TO DO
Only the first line of the listing and the lines after it, up to and including the one containing "retry_interval_secs = 20", should be retyped exactly.

SOURCE DATA
▽

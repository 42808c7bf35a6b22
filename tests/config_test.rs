//! Integration tests for configuration loading

use crashguard::infra::Config;
use std::io::Write;
use tempfile::NamedTempFile;

#[test]
fn test_load_config_from_file() {
    let mut temp_file = NamedTempFile::new().unwrap();

    let config_content = r#"
[sensor]
device = "/dev/ttyACM0"
baud = 115200
read_timeout_ms = 1500

[detection]
threshold = 31000
countdown_secs = 15
alert_hold_ms = 1000

[transport]
account_sid = "ACtest"
auth_token = "token"
from_number = "+15550100"
call_timeout_secs = 25

[broadcast]
retry_interval_secs = 20
call_spacing_ms = 1500
message_spacing_ms = 500
resume_delay_secs = 3

[geocode]
api_key = "test-key"

[status]
heartbeat_interval_secs = 7
"#;

    temp_file.write_all(config_content.as_bytes()).unwrap();
    temp_file.flush().unwrap();

    let config = Config::from_file(temp_file.path()).unwrap();

    assert_eq!(config.sensor_device(), "/dev/ttyACM0");
    assert_eq!(config.sensor_baud(), 115200);
    assert_eq!(config.sensor_read_timeout_ms(), 1500);
    assert_eq!(config.impact_threshold(), 31000);
    assert_eq!(config.countdown_secs(), 15);
    assert_eq!(config.alert_hold_ms(), 1000);
    assert_eq!(config.account_sid(), "ACtest");
    assert_eq!(config.auth_token(), "token");
    assert_eq!(config.from_number(), "+15550100");
    assert_eq!(config.call_timeout_secs(), 25);
    assert_eq!(config.retry_interval_secs(), 20);
    assert_eq!(config.call_spacing_ms(), 1500);
    assert_eq!(config.message_spacing_ms(), 500);
    assert_eq!(config.resume_delay_secs(), 3);
    assert_eq!(config.geocode_api_key(), "test-key");
    assert_eq!(config.heartbeat_interval_secs(), 7);
}

#[test]
fn test_section_defaults_fill_in() {
    let mut temp_file = NamedTempFile::new().unwrap();

    // Only the transport section is present; everything else defaults
    let config_content = r#"
[transport]
account_sid = "ACtest"
auth_token = "token"
from_number = "+15550100"
"#;

    temp_file.write_all(config_content.as_bytes()).unwrap();
    temp_file.flush().unwrap();

    let config = Config::from_file(temp_file.path()).unwrap();

    assert_eq!(config.sensor_device(), "/dev/ttyUSB0");
    assert_eq!(config.impact_threshold(), 28000);
    assert_eq!(config.countdown_secs(), 10);
    assert_eq!(config.retry_interval_secs(), 30);
    assert_eq!(config.call_spacing_ms(), 2000);
    assert_eq!(config.call_timeout_secs(), 20);
    assert!(config.geocode_api_key().is_empty());
    assert_eq!(config.transport_api_base(), "https://api.twilio.com");
}

#[test]
fn test_load_from_path_fallback() {
    // Nonexistent file falls back to defaults instead of failing
    let config = Config::load_from_path("/nonexistent/config.toml");
    assert_eq!(config.sensor_device(), "/dev/ttyUSB0");
    assert_eq!(config.impact_threshold(), 28000);
    assert_eq!(config.config_file(), "default");
}

#[test]
fn test_missing_transport_section_is_an_error() {
    let mut temp_file = NamedTempFile::new().unwrap();
    temp_file.write_all(b"[sensor]\nbaud = 9600\n").unwrap();
    temp_file.flush().unwrap();

    assert!(Config::from_file(temp_file.path()).is_err());
}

△

COMPLETED TASK
repository 42808c7bf35a6b22
filename tests/config_test.rs
//! Integration tests for configuration loading

use crashguard::infra::Config;
use std::io::Write;
use tempfile::NamedTempFile;

#[test]
fn test_load_config_from_file() {
    let mut temp_file = NamedTempFile::new().unwrap();

    let config_content = r#"
[sensor]
device = "/dev/ttyACM0"
baud = 115200
read_timeout_ms = 1500

[detection]
threshold = 31000
countdown_secs = 15
alert_hold_ms = 1000

[transport]
account_sid = "ACtest"
auth_token = "token"
from_number = "+15550100"
call_timeout_secs = 25

[broadcast]
retry_interval_secs = 20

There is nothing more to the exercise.